= Walter Quakernack =

German Nazi war criminal (1907–1946)

Walter Friedrich Wilhelm Quakernack (9 July 1907 – 11 October 1946) was a German Oberscharführer in the SS during the Nazi era. His SS membership number was 125266. He was tried for war crimes at the second Belsen Trial and executed. Quakernack is mentioned several times in the account of Filip Müller, who worked in a Sonderkommando at Auschwitz and was an eyewitness.

== SS career==
Quakernack was born in Bielefeld, Germany. He served as a secretary in the Politische Abteilung at Auschwitz concentration camp beginning in June 1940, where he participated in mass murders using the Genickschuss method of firing one bullet into the back of the neck, established by SS-Untersturmführer Maximilian Grabner.

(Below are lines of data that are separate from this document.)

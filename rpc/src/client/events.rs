//!
//! Application callbacks: server events, unattributed server errors
//! and connectivity changes.
//!

use crate::imports::*;
use std::any::Any;
use std::panic::{catch_unwind, AssertUnwindSafe};

pub type HandlerError = Box<dyn std::error::Error + Send + Sync>;
pub type HandlerResult = std::result::Result<(), HandlerError>;

/// Receives server-pushed events.
///
/// Implemented for any `Fn(&str, &Value) -> HandlerResult` closure.
pub trait EventHandler: Send + Sync + 'static {
    fn handle_event(&self, name: &str, payload: &Value) -> HandlerResult;
}

impl<F> EventHandler for F
where
    F: Fn(&str, &Value) -> HandlerResult + Send + Sync + 'static,
{
    fn handle_event(&self, name: &str, payload: &Value) -> HandlerResult {
        self(name, payload)
    }
}

/// Receives error frames that cannot be matched to a pending call.
pub trait ErrorHandler: Send + Sync + 'static {
    fn handle_error(&self, error: &ServerError);
}

impl<F> ErrorHandler for F
where
    F: Fn(&ServerError) + Send + Sync + 'static,
{
    fn handle_error(&self, error: &ServerError) {
        self(error)
    }
}

/// Connectivity notification passed to closure connection handlers.
#[derive(Debug, Clone, Copy, PartialEq, Eq)]
pub enum ConnectionStatus {
    Connected,
    Disconnected,
    /// Reconnection gave up after the given number of retries
    RetriesExhausted(u32),
}

/// Receives connectivity changes. Notifications are delivered in
/// order from a dedicated task, never from the connection task itself.
///
/// Implemented for any `Fn(ConnectionStatus)` closure.
pub trait ConnectionHandler: Send + Sync + 'static {
    /// Invoked once per transition into or out of the connected state.
    fn connection_changed(&self, connected: bool);

    /// Invoked once when reconnection gives up; carries
    /// [`Error::RetriesExhausted`].
    fn retries_exhausted(&self, error: &Error) {
        log_warn!("[CONNECTION] {error}");
    }
}

impl<F> ConnectionHandler for F
where
    F: Fn(ConnectionStatus) + Send + Sync + 'static,
{
    fn connection_changed(&self, connected: bool) {
        self(if connected {
            ConnectionStatus::Connected
        } else {
            ConnectionStatus::Disconnected
        })
    }

    fn retries_exhausted(&self, error: &Error) {
        if let Error::RetriesExhausted(max) = error {
            self(ConnectionStatus::RetriesExhausted(*max))
        }
    }
}

fn panic_message(panic: &(dyn Any + Send)) -> &str {
    if let Some(msg) = panic.downcast_ref::<&str>() {
        msg
    } else if let Some(msg) = panic.downcast_ref::<String>() {
        msg.as_str()
    } else {
        "unknown panic"
    }
}

/// Runs an application callback, logging its failure or panic.
pub(crate) fn guarded<F>(context: &str, callback: F)
where
    F: FnOnce() -> HandlerResult,
{
    match catch_unwind(AssertUnwindSafe(callback)) {
        Ok(Ok(())) => {}
        Ok(Err(err)) => log_error!("[RPC] {context} handler failed: {err}"),
        Err(panic) => log_error!("[RPC] {context} handler panicked: {}", panic_message(&*panic)),
    }
}

/// Fan-out of server events to subscribed handlers.
#[derive(Default)]
pub struct EventSink {
    handlers: RwLock<Vec<Arc<dyn EventHandler>>>,
}

impl EventSink {
    pub fn new(handler: Option<Arc<dyn EventHandler>>) -> Self {
        EventSink {
            handlers: RwLock::new(handler.into_iter().collect()),
        }
    }

    pub fn subscribe(&self, handler: Arc<dyn EventHandler>) {
        self.handlers
            .write()
            .unwrap_or_else(PoisonError::into_inner)
            .push(handler);
    }

    pub fn is_empty(&self) -> bool {
        self.handlers
            .read()
            .unwrap_or_else(PoisonError::into_inner)
            .is_empty()
    }

    /// Delivers the event to every handler in subscription order and
    /// returns the number of handlers invoked. A failing handler does
    /// not prevent delivery to the others.
    pub fn publish(&self, name: &str, payload: &Value) -> usize {
        let handlers = self
            .handlers
            .read()
            .unwrap_or_else(PoisonError::into_inner)
            .clone();

        if handlers.is_empty() {
            log_trace!("[RPC] No subscriber for event `{name}`");
        }

        for handler in handlers.iter() {
            guarded("event", || handler.handle_event(name, payload));
        }
        handlers.len()
    }
}

#[cfg(test)]
mod tests {
    use super::*;
    use serde_json::json;

    #[test]
    fn publish_reaches_every_subscriber() {
        let seen = Arc::new(Mutex::new(Vec::new()));
        let sink = EventSink::default();
        assert!(sink.is_empty());
        assert_eq!(sink.publish("ignored", &Value::Null), 0);

        let seen_ = seen.clone();
        sink.subscribe(Arc::new(move |name: &str, payload: &Value| -> HandlerResult {
            seen_.lock().unwrap().push((name.to_string(), payload.clone()));
            Ok(())
        }));

        assert_eq!(sink.publish("volume_changed", &json!({"volume": 42})), 1);
        assert_eq!(
            *seen.lock().unwrap(),
            vec![("volume_changed".to_string(), json!({"volume": 42}))]
        );
    }

    #[test]
    fn closure_connection_handler_hears_every_status() {
        let seen = Arc::new(Mutex::new(Vec::new()));
        let seen_ = seen.clone();
        let handler: Arc<dyn ConnectionHandler> =
            Arc::new(move |status: ConnectionStatus| seen_.lock().unwrap().push(status));

        handler.connection_changed(true);
        handler.connection_changed(false);
        handler.retries_exhausted(&Error::RetriesExhausted(2));

        assert_eq!(
            *seen.lock().unwrap(),
            vec![
                ConnectionStatus::Connected,
                ConnectionStatus::Disconnected,
                ConnectionStatus::RetriesExhausted(2),
            ]
        );
    }

    #[test]
    fn failing_handlers_do_not_stop_delivery() {
        let count = Arc::new(AtomicU64::new(0));
        let sink = EventSink::new(Some(Arc::new(
            |_: &str, _: &Value| -> HandlerResult { Err("refused".into()) },
        )));
        sink.subscribe(Arc::new(|_: &str, _: &Value| -> HandlerResult {
            panic!("handler bug")
        }));
        let count_ = count.clone();
        sink.subscribe(Arc::new(move |_: &str, _: &Value| -> HandlerResult {
            count_.fetch_add(1, Ordering::SeqCst);
            Ok(())
        }));

        assert_eq!(sink.publish("options_changed", &Value::Null), 3);
        assert_eq!(count.load(Ordering::SeqCst), 1);
    }
}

Quakernack worked as a team leader in the crematorium at Auschwitz and participated in the gassing of Soviet POWs at the end of 1941. In September 1942, he was promoted to Oberscharführer and awarded the Kriegsverdienstkreuz (War Merit Cross), in September 1943. He was further promoted camp commandant in April 1944 at Arbeitslager Laurahütte, a subcamp of Auschwitz in Siemianowice Śląskie. He also worked at Auschwitz III, known as Monowitz. During his time in Auschwitz, he was known to personally kill prisoners by having them led to a big warehouse, which Quackernack would then also enter under the influence of alcohol. He would then use an MP 40 machine pistol and fire at the prisoners until they were all dead. Former member of a Sonderkommando unit, who were tasked with removing the bodies on trucks and taking them to the crematorium, recalled that Quackernack stood in the middle of the warehouse, surrounded by dead bodies, holding a smoking gun, with his uniform entirely red from blood and laughing loudly. Quackernack was often drunk, which led to numerous outbursts of anger.

On 23 January 1945 he accompanied a death march of 500 prisoners from Auschwitz to the Hanover-Mühlenberg concentration camp arriving around 3 February 1945. On 8 April 1945 he was part of a death march evacuation from Mühlenberg to Bergen-Belsen.

==Trial and execution==
Quakernack was arrested by Allied forces and held at Celle and Lüneburg. He was sentenced to death at the second Belsen Trial in June 1946. He was hanged on 11 October 1946.